%%

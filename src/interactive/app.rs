//! TUI application state and logic

use crate::core::WORD_LENGTH;
use crate::game::{GameError, GameStatus, NUM_BOARDS};
use crate::storage::{Session, StateStore};
use anyhow::Result;
use crossterm::{
    event::{self, Event, KeyCode, KeyEvent, KeyEventKind, KeyModifiers},
    execute,
    terminal::{EnterAlternateScreen, LeaveAlternateScreen, disable_raw_mode, enable_raw_mode},
};
use ratatui::{Terminal, backend::CrosstermBackend};
use std::io;

/// Boards per row of the grid
pub const GRID_WIDTH: usize = 8;

const MAX_MESSAGES: usize = 5;

/// Application state
pub struct App<'a, S: StateStore> {
    pub session: Session<'a, S>,
    pub input_buffer: String,
    pub messages: Vec<Message>,
    /// Board shown in the detail panel (0-based)
    pub selected: usize,
    pub should_quit: bool,
}

#[derive(Debug, Clone)]
pub struct Message {
    pub text: String,
    pub style: MessageStyle,
}

#[derive(Debug, Clone, Copy, PartialEq, Eq)]
pub enum MessageStyle {
    Info,
    Success,
    Error,
}

impl<'a, S: StateStore> App<'a, S> {
    #[must_use]
    pub fn new(session: Session<'a, S>) -> Self {
        let mut app = Self {
            session,
            input_buffer: String::new(),
            messages: Vec::new(),
            selected: 0,
            should_quit: false,
        };
        app.add_message(
            "Guess a word to play it on all 64 boards.",
            MessageStyle::Info,
        );
        if app.session.state().num_guesses() > 0 {
            app.add_message(
                &format!(
                    "Resumed {} after {} guesses",
                    app.session.state().title(),
                    app.session.state().num_guesses()
                ),
                MessageStyle::Info,
            );
        }
        app.announce_if_over();
        app
    }

    pub fn add_message(&mut self, text: &str, style: MessageStyle) {
        self.messages.push(Message {
            text: text.to_string(),
            style,
        });

        if self.messages.len() > MAX_MESSAGES {
            self.messages.remove(0);
        }
    }

    /// Dispatch one key press
    pub fn handle_key(&mut self, key: KeyEvent) {
        match key.code {
            KeyCode::Char('c') if key.modifiers.contains(KeyModifiers::CONTROL) => {
                self.should_quit = true;
            }
            KeyCode::Esc => self.should_quit = true,
            KeyCode::F(2) => self.new_practice(),
            KeyCode::F(3) => self.back_to_daily(),
            KeyCode::Char(c) if c.is_ascii_alphabetic() => {
                if self.input_buffer.len() < WORD_LENGTH {
                    self.input_buffer.push(c.to_ascii_uppercase());
                }
            }
            KeyCode::Backspace => {
                self.input_buffer.pop();
            }
            KeyCode::Enter => self.submit(),
            KeyCode::Left => self.move_selection(-1, 0),
            KeyCode::Right => self.move_selection(1, 0),
            KeyCode::Up => self.move_selection(0, -1),
            KeyCode::Down => self.move_selection(0, 1),
            _ => {}
        }
    }

    fn move_selection(&mut self, dx: isize, dy: isize) {
        let width = GRID_WIDTH as isize;
        let row = (self.selected / GRID_WIDTH) as isize;
        let col = (self.selected % GRID_WIDTH) as isize;
        let rows = (NUM_BOARDS / GRID_WIDTH) as isize;

        let col = (col + dx).rem_euclid(width);
        let row = (row + dy).rem_euclid(rows);
        self.selected = (row * width + col) as usize;
    }

    /// Play the input buffer as a guess
    ///
    /// The buffer is kept when the guess is rejected so it can be corrected.
    pub fn submit(&mut self) {
        let input = self.input_buffer.clone();
        match self.session.submit_guess(&input) {
            Ok(outcome) => {
                self.input_buffer.clear();
                if let Some(board) = outcome.solved_board {
                    self.selected = board;
                    self.add_message(
                        &format!("{input} solved board {}!", board + 1),
                        MessageStyle::Success,
                    );
                }
                self.announce_if_over();
            }
            Err(GameError::GameOver) => {
                self.input_buffer.clear();
                self.add_message(
                    "The game is over. F2 starts a practice puzzle.",
                    MessageStyle::Error,
                );
            }
            Err(GameError::InvalidGuess(reason)) => {
                self.add_message(&reason.to_string(), MessageStyle::Error);
            }
        }
    }

    fn announce_if_over(&mut self) {
        match self.session.state().status() {
            GameStatus::Won => self.add_message(
                &format!(
                    "🎉 All {NUM_BOARDS} boards solved in {} guesses!",
                    self.session.state().num_guesses()
                ),
                MessageStyle::Success,
            ),
            GameStatus::Lost => self.add_message(
                &format!(
                    "Out of guesses with {}/{NUM_BOARDS} boards solved. Answers revealed.",
                    self.session.state().boards_completed()
                ),
                MessageStyle::Error,
            ),
            GameStatus::InProgress => {}
        }
    }

    pub fn new_practice(&mut self) {
        self.session.enter_practice();
        self.reset_view();
        self.add_message("New practice puzzle started!", MessageStyle::Info);
    }

    pub fn back_to_daily(&mut self) {
        if !self.session.state().is_practice() {
            self.add_message("Already playing the daily puzzle", MessageStyle::Info);
            return;
        }
        self.session.exit_practice();
        self.reset_view();
        let title = self.session.state().title();
        self.add_message(&format!("Back to {title}"), MessageStyle::Info);
        self.announce_if_over();
    }

    fn reset_view(&mut self) {
        self.input_buffer.clear();
        self.messages.clear();
        self.selected = 0;
    }
}

/// Run the TUI application
///
/// # Errors
///
/// Returns an error if terminal setup/cleanup fails or if there's an I/O error
/// during rendering or event handling.
pub fn run_tui<S: StateStore>(app: App<'_, S>) -> Result<()> {
    // Setup terminal
    enable_raw_mode()?;
    let mut stdout = io::stdout();
    execute!(stdout, EnterAlternateScreen)?;
    let backend = CrosstermBackend::new(stdout);
    let mut terminal = Terminal::new(backend)?;

    let res = run_app(&mut terminal, app);

    // Restore terminal
    disable_raw_mode()?;
    execute!(terminal.backend_mut(), LeaveAlternateScreen)?;
    terminal.show_cursor()?;

    if let Err(err) = res {
        tracing::error!(error = %err, "TUI exited with an error");
        eprintln!("Error: {err}");
    }

    Ok(())
}

fn run_app<B: ratatui::backend::Backend, S: StateStore>(
    terminal: &mut Terminal<B>,
    mut app: App<'_, S>,
) -> Result<()> {
    loop {
        terminal.draw(|f| super::rendering::ui(f, &app))?;

        if let Event::Key(key) = event::read()? {
            // Only process key press events (fixes Windows double-input bug)
            if key.kind != KeyEventKind::Press {
                continue;
            }
            app.handle_key(key);
        }

        if app.should_quit {
            break;
        }
    }

    Ok(())
}
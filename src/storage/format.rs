//! Persisted game format
//!
//! ```json
//! { "version": 1, "id": 12, "practice": false, "targets": [64 words], "guesses": ["CRANE"] }
//! ```
//!
//! Blobs are checked structurally with `is_serialized` before they are decoded, so a
//! malformed slot is reported as `InvalidFormat` instead of surfacing a decoder error.

use super::StorageError;
use crate::core::Word;
use crate::game::{GameState, NUM_BOARDS};
use crate::puzzle::PuzzleId;
use serde::{Deserialize, Serialize};
use serde_json::Value;

/// Current format marker
pub const FORMAT_VERSION: u32 = 1;

const fn format_version() -> u32 {
    FORMAT_VERSION
}

/// Stored form of a `GameState`
#[derive(Debug, Clone, PartialEq, Eq, Serialize, Deserialize)]
pub struct SerializedState {
    /// Missing in blobs written before the marker existed; those are version 1
    #[serde(default = "format_version")]
    pub version: u32,
    pub id: PuzzleId,
    pub practice: bool,
    pub targets: Vec<String>,
    pub guesses: Vec<String>,
}

impl SerializedState {
    /// Encode as a JSON blob
    ///
    /// # Errors
    /// Returns `StorageError::Encode` if serialization fails.
    pub fn to_json(&self) -> Result<String, StorageError> {
        serde_json::to_string(self).map_err(StorageError::Encode)
    }

    /// Convert back into a playable state
    ///
    /// # Errors
    /// Returns `StorageError::InvalidFormat` if a word is malformed, or the target or guess
    /// counts are out of range.
    pub fn into_state(self) -> Result<GameState, StorageError> {
        let targets = parse_words(&self.targets, "target")?;
        let guesses = parse_words(&self.guesses, "guess")?;
        let guess_count = guesses.len();

        GameState::from_parts(self.id, self.practice, targets, guesses).ok_or_else(|| {
            StorageError::InvalidFormat(format!(
                "{} targets and {guess_count} guesses is not a valid game",
                self.targets.len()
            ))
        })
    }
}

fn parse_words(words: &[String], kind: &str) -> Result<Vec<Word>, StorageError> {
    words
        .iter()
        .map(|text| {
            Word::new(text)
                .map_err(|e| StorageError::InvalidFormat(format!("bad {kind} {text:?}: {e}")))
        })
        .collect()
}

/// Stored form of `state`
#[must_use]
pub fn serialize(state: &GameState) -> SerializedState {
    SerializedState {
        version: FORMAT_VERSION,
        id: state.id(),
        practice: state.is_practice(),
        targets: state.targets().iter().map(|w| w.text().to_string()).collect(),
        guesses: state.guesses().iter().map(|w| w.text().to_string()).collect(),
    }
}

/// Decode a JSON blob
///
/// # Errors
/// Returns `StorageError::InvalidFormat` if the blob is not JSON or fails `is_serialized`.
pub fn deserialize(blob: &str) -> Result<SerializedState, StorageError> {
    let value: Value = serde_json::from_str(blob)
        .map_err(|e| StorageError::InvalidFormat(format!("not JSON: {e}")))?;

    if !is_serialized(&value) {
        return Err(StorageError::InvalidFormat(
            "stored state has the wrong shape".to_string(),
        ));
    }

    serde_json::from_value(value).map_err(|e| StorageError::InvalidFormat(e.to_string()))
}

/// Structural check of a decoded blob
///
/// Requires an object with an integer `id` that fits a puzzle ID, a boolean `practice`,
/// exactly one string target per board, a string array of guesses, and a matching
/// `version` if one is present.
///
/// # Examples
/// ```
/// use quadrasexordle::storage::is_serialized;
/// use serde_json::json;
///
/// assert!(!is_serialized(&json!({ "id": 1, "practice": false, "guesses": [] })));
/// ```
#[must_use]
pub fn is_serialized(value: &Value) -> bool {
    let Some(obj) = value.as_object() else {
        return false;
    };

    let id_ok = obj
        .get("id")
        .and_then(Value::as_u64)
        .is_some_and(|id| PuzzleId::try_from(id).is_ok());
    let practice_ok = obj.get("practice").is_some_and(Value::is_boolean);
    let targets_ok = obj
        .get("targets")
        .and_then(Value::as_array)
        .is_some_and(|targets| {
            targets.len() == NUM_BOARDS && targets.iter().all(Value::is_string)
        });
    let guesses_ok = obj
        .get("guesses")
        .and_then(Value::as_array)
        .is_some_and(|guesses| guesses.iter().all(Value::is_string));
    let version_ok = obj
        .get("version")
        .is_none_or(|v| v.as_u64() == Some(u64::from(FORMAT_VERSION)));

    id_ok && practice_ok && targets_ok && guesses_ok && version_ok
}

%%

--- TASK DIRECTIONS ---
Looking at the entries above, can you reproduce exactly the lines from the one that holds "boards solved in" through the one that holds "let title = self.session.state().title();", and only those?

--- WRITTEN SOLUTION ---
                    "🎉 All {NUM_BOARDS} boards solved in {} guesses!",
                    self.session.state().num_guesses()
                ),
                MessageStyle::Success,
            ),
            GameStatus::Lost => self.add_message(
                &format!(
                    "Out of guesses with {}/{NUM_BOARDS} boards solved. Answers revealed.",
                    self.session.state().boards_completed()
                ),
                MessageStyle::Error,
            ),
            GameStatus::InProgress => {}
        }
    }

    pub fn new_practice(&mut self) {
        self.session.enter_practice();
        self.reset_view();
        self.add_message("New practice puzzle started!", MessageStyle::Info);
    }

    pub fn back_to_daily(&mut self) {
        if !self.session.state().is_practice() {
            self.add_message("Already playing the daily puzzle", MessageStyle::Info);
            return;
        }
        self.session.exit_practice();
        self.reset_view();
        let title = self.session.state().title();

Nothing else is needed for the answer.